开始学习机器学习啦,已经把吴恩达的课全部刷完了,现在开始熟悉一下复现代码。对这个手写数字实部比较感兴趣,作为入门的素材非常合适。
基于Tensorflow 2.10.0与pycharm
识别手写仅仅是为了区分手写的0到9,所以实际上是一个多分类问题。
STEP1:导入相关包
import numpy as np
import tensorflow as tf
from keras.models import Sequential
from keras.layers import Dense
from sklearn.model_selection import train_test_split
from sklearn.metrics import classification_report
import matplotlib.pyplot as plt
import logging
import warnings
import numpy as np:这是引入numpy库,并为其设置一个缩写np。Numpy是Python中用于大规模数值计算的库,它提供了多维数组对象及一系列操作这些数组的函数。
import tensorflow as tf:这是引入tensorflow库,并为其设置一个缩写tf。TensorFlow是一个开源的深度学习框架,它被广泛用于各种深度学习应用。

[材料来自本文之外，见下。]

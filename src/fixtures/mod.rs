// fixtures/mod.rs - Loading SQL fixture files
//
// What is a fixture?
// A fixture is a plain SQL script under `sql/` that seeds known data before
// a test runs. Every script starts by dropping the tables it creates, so
// loading the same file twice leaves the database in the same state.
//
// Instead of writing this in every test...
//   let sql = fs::read_to_string("sql/organizations.sql")?;
//   sqlx::raw_sql(&sql).execute(&pool).await?;
//
// ...we call `conn.load_fixture("organizations.sql")` or
// `conn.load_table::<OrganizationsTable>()` and get proper errors.

pub mod tables;

use crate::errors::{Error, Result};
use sqlx::PgPool;
use std::collections::BTreeMap;
use std::fs;
use std::path::{Path, PathBuf};

/// A table seeded by one of the fixture files under `sql/`
pub trait FixtureTable {
    /// Name of the table the fixture populates
    const TABLE: &'static str;

    /// Fixture file name, relative to the fixture directory
    const FIXTURE: &'static str;
}

/// The directory fixture files are resolved against
#[derive(Debug, Clone, PartialEq)]
pub struct FixtureDir {
    root: PathBuf,
}

impl FixtureDir {
    pub fn new(root: impl Into<PathBuf>) -> Self {
        Self { root: root.into() }
    }

    /// Find the fixture directory
    ///
    /// An explicit override must exist. Otherwise the crate's own `sql/`
    /// directory is tried, then paths relative to the current directory
    /// since tests can run from different places.
    pub fn discover(override_dir: Option<&Path>) -> Result<Self> {
        if let Some(dir) = override_dir {
            if dir.is_dir() {
                return Ok(Self::new(dir));
            }
            return Err(Error::Config(format!(
                "fixture directory {} does not exist",
                dir.display()
            )));
        }

        let possible_paths = [
            Path::new(env!("CARGO_MANIFEST_DIR")).join("sql"),
            PathBuf::from("sql"),
            PathBuf::from("../sql"),
        ];

        possible_paths
            .iter()
            .find(|p| p.is_dir())
            .cloned()
            .map(Self::new)
            .ok_or_else(|| Error::Config("SQL fixture directory not found".to_string()))
    }

    pub fn root(&self) -> &Path {
        &self.root
    }

    /// Path of a fixture file inside this directory
    pub fn path(&self, name: &str) -> PathBuf {
        self.root.join(name)
    }
}

/// Read a fixture file, failing with `FixtureNotFound` if it is not readable
pub fn read_fixture(path: &Path) -> Result<String> {
    if !path.is_file() {
        return Err(Error::FixtureNotFound {
            path: path.to_path_buf(),
        });
    }
    fs::read_to_string(path).map_err(|e| {
        tracing::warn!(fixture = %path.display(), error = %e, "fixture is not readable");
        Error::FixtureNotFound {
            path: path.to_path_buf(),
        }
    })
}

/// Execute every statement of a fixture file against `pool`
///
/// The script goes out as one simple query, which Postgres runs in a single
/// implicit transaction: if any statement fails nothing of the fixture is
/// applied and the error propagates as `QueryExecution`.
pub async fn load_fixtures(pool: &PgPool, path: &Path) -> Result<()> {
    let sql = read_fixture(path)?;
    let statements = split_statements(&sql).len();

    tracing::info!(fixture = %path.display(), statements, "loading fixture");
    if statements == 0 {
        return Ok(());
    }

    sqlx::raw_sql(&sql)
        .execute(pool)
        .await
        .map_err(|e| Error::query(format!("loading fixture {}", path.display()), e))?;

    Ok(())
}

/// Split a SQL script into its statements
///
/// Comments are dropped. Semicolons inside string literals, quoted
/// identifiers, dollar-quoted bodies and comments do not end a statement.
pub fn split_statements(sql: &str) -> Vec<String> {
    let bytes = sql.as_bytes();
    let mut statements = Vec::new();
    let mut current = String::new();
    let mut i = 0;

    while i < bytes.len() {
        match bytes[i] {
            b'\'' | b'"' => {
                let end = closing_quote(bytes, i);
                current.push_str(&sql[i..end]);
                i = end;
            }
            b'-' if bytes.get(i + 1) == Some(&b'-') => {
                i = sql[i..].find('\n').map_or(bytes.len(), |n| i + n);
                current.push(' ');
            }
            b'/' if bytes.get(i + 1) == Some(&b'*') => {
                i = block_comment_end(bytes, i);
                current.push(' ');
            }
            b'$' => match dollar_tag(sql, i) {
                Some(tag) => {
                    let body_start = i + tag.len();
                    let end = sql[body_start..]
                        .find(tag)
                        .map_or(bytes.len(), |n| body_start + n + tag.len());
                    current.push_str(&sql[i..end]);
                    i = end;
                }
                None => {
                    current.push('$');
                    i += 1;
                }
            },
            b';' => {
                push_statement(&mut statements, &current);
                current.clear();
                i += 1;
            }
            _ => {
                // copy up to the next byte that could start something special
                let from = i + sql[i..].chars().next().map_or(1, char::len_utf8);
                let next = sql[from..]
                    .find(['\'', '"', '-', '/', '$', ';'])
                    .map_or(bytes.len(), |n| from + n);
                current.push_str(&sql[i..next]);
                i = next;
            }
        }
    }
    push_statement(&mut statements, &current);

    statements
}

fn push_statement(statements: &mut Vec<String>, text: &str) {
    let trimmed = text.trim();
    if !trimmed.is_empty() {
        statements.push(trimmed.to_string());
    }
}

/// Index just past the quote closing the literal opened at `start`
fn closing_quote(bytes: &[u8], start: usize) -> usize {
    let quote = bytes[start];
    let mut i = start + 1;
    while i < bytes.len() {
        if bytes[i] == quote {
            // a doubled quote is an escaped quote
            if bytes.get(i + 1) == Some(&quote) {
                i += 2;
                continue;
            }
            return i + 1;
        }
        i += 1;
    }
    bytes.len()
}

/// Index just past the end of the (possibly nested) block comment at `start`
fn block_comment_end(bytes: &[u8], start: usize) -> usize {
    let mut depth = 0;
    let mut i = start;
    while i + 1 < bytes.len() {
        match (bytes[i], bytes[i + 1]) {
            (b'/', b'*') => {
                depth += 1;
                i += 2;
            }
            (b'*', b'/') => {
                depth -= 1;
                i += 2;
                if depth == 0 {
                    return i;
                }
            }
            _ => i += 1,
        }
    }
    bytes.len()
}

/// The `$tag$` opening a dollar-quoted string at `start`, if there is one
///
/// `$1` style parameters are not tags: a tag cannot start with a digit.
fn dollar_tag(sql: &str, start: usize) -> Option<&str> {
    let rest = &sql[start + 1..];
    let end = rest.find('$')?;
    let tag = &rest[..end];
    let valid = tag
        .chars()
        .next()
        .map_or(true, |c| c.is_ascii_alphabetic() || c == '_')
        && tag.chars().all(|c| c.is_ascii_alphanumeric() || c == '_');
    valid.then(|| &sql[start..start + end + 2])
}

/// Number of `INSERT INTO <table>` statements per table in a script
///
/// Table names are unqualified and lower-cased. Fixtures insert one row per
/// statement, so this is also the number of rows each table should hold.
pub fn insert_counts(sql: &str) -> BTreeMap<String, usize> {
    let mut counts = BTreeMap::new();
    for statement in split_statements(sql) {
        let mut words = statement.split_whitespace();
        let is_insert = words
            .next()
            .is_some_and(|w| w.eq_ignore_ascii_case("insert"))
            && words.next().is_some_and(|w| w.eq_ignore_ascii_case("into"));
        if !is_insert {
            continue;
        }
        if let Some(target) = words.next() {
            *counts.entry(normalize_table_name(target)).or_insert(0) += 1;
        }
    }
    counts
}

fn normalize_table_name(target: &str) -> String {
    let name = target.split('(').next().unwrap_or(target);
    let name = name.rsplit('.').next().unwrap_or(name);
    name.trim_matches('"').to_ascii_lowercase()
}
// fixtures/tables/organizations.rs
//
// Organizations and the sales relationships between them, both seeded by
// `sql/organizations.sql`. Organization 2 sells to four enterprise
// customers and organization 6 to one.

use crate::fixtures::FixtureTable;
use serde::{Deserialize, Serialize};
use sqlx::FromRow;

/// A row of `organizations`
#[derive(Debug, Clone, PartialEq, FromRow, Serialize, Deserialize)]
pub struct Organization {
    pub id: i32,
    pub name: String,
    pub organization_type: String,
}

/// A row of `enterprise_sales_enterprise_customers`
#[derive(Debug, Clone, PartialEq, FromRow, Serialize, Deserialize)]
pub struct EnterpriseCustomer {
    pub id: i32,
    pub sales_organization_id: i32,
    pub customer_organization_id: i32,
}

pub struct OrganizationsTable;

impl FixtureTable for OrganizationsTable {
    const TABLE: &'static str = "organizations";
    const FIXTURE: &'static str = "organizations.sql";
}

pub struct EnterpriseCustomersTable;

impl FixtureTable for EnterpriseCustomersTable {
    const TABLE: &'static str = "enterprise_sales_enterprise_customers";
    const FIXTURE: &'static str = "organizations.sql";
}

from keras.models import Sequential:这是从Keras库中引入Sequential模型。Keras是一个高级神经网络API,它可以运行在TensorFlow之上。Sequential模型是Keras中的线性堆栈模型,允许你简单地堆叠多个网络层。
from keras.layers import Dense:这是从Keras库中引入Dense层。Dense层是神经网络中的全连接层,每个输入节点与输出节点都是连接的。
from sklearn.model_selection import train_test_split:这是从scikit-learn库中引入train_test_split函数。这个函数用于将数据分割为训练集和测试集。
from sklearn.metrics import classification_report 这行代码的主要作用是导入classification_report 函数,以便在后续的代码中使用它来评估分类模型的性能。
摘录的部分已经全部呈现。